(INFORMATION SUPPLIED Opens)
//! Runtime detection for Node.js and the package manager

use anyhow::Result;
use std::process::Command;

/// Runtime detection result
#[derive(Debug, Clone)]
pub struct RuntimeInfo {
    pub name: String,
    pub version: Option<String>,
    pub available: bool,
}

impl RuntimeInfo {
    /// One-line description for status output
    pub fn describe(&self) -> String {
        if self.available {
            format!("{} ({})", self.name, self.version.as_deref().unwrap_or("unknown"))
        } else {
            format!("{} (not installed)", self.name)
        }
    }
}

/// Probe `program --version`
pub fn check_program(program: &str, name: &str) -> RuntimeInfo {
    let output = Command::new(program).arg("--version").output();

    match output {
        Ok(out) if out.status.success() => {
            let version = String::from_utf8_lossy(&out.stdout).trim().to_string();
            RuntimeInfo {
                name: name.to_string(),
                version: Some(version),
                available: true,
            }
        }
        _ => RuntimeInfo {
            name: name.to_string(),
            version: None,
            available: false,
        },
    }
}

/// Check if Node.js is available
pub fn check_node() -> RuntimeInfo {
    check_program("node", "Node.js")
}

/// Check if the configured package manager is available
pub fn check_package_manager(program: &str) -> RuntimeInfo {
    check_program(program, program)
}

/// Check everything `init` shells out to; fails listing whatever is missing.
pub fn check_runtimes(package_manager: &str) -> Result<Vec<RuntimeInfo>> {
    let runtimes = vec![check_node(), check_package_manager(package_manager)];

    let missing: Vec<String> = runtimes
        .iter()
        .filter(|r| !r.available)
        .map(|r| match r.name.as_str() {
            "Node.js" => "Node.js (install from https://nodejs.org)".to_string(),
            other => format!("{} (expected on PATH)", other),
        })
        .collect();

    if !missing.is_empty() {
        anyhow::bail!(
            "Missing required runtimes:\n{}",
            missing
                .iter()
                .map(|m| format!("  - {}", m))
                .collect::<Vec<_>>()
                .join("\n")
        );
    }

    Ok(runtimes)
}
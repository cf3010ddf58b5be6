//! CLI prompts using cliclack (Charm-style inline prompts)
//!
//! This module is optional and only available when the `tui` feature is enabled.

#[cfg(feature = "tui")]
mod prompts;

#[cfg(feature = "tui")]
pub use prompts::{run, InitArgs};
(INFORMATION SUPPLIED Closes)
What lines of the preceding data include the string "self"? Pull them out.

RESPONSE FOR THIS EXERCISE >>
    pub fn describe(&self) -> String {
        if self.available {
            format!("{} ({})", self.name, self.version.as_deref().unwrap_or("unknown"))
            format!("{} (not installed)", self.name)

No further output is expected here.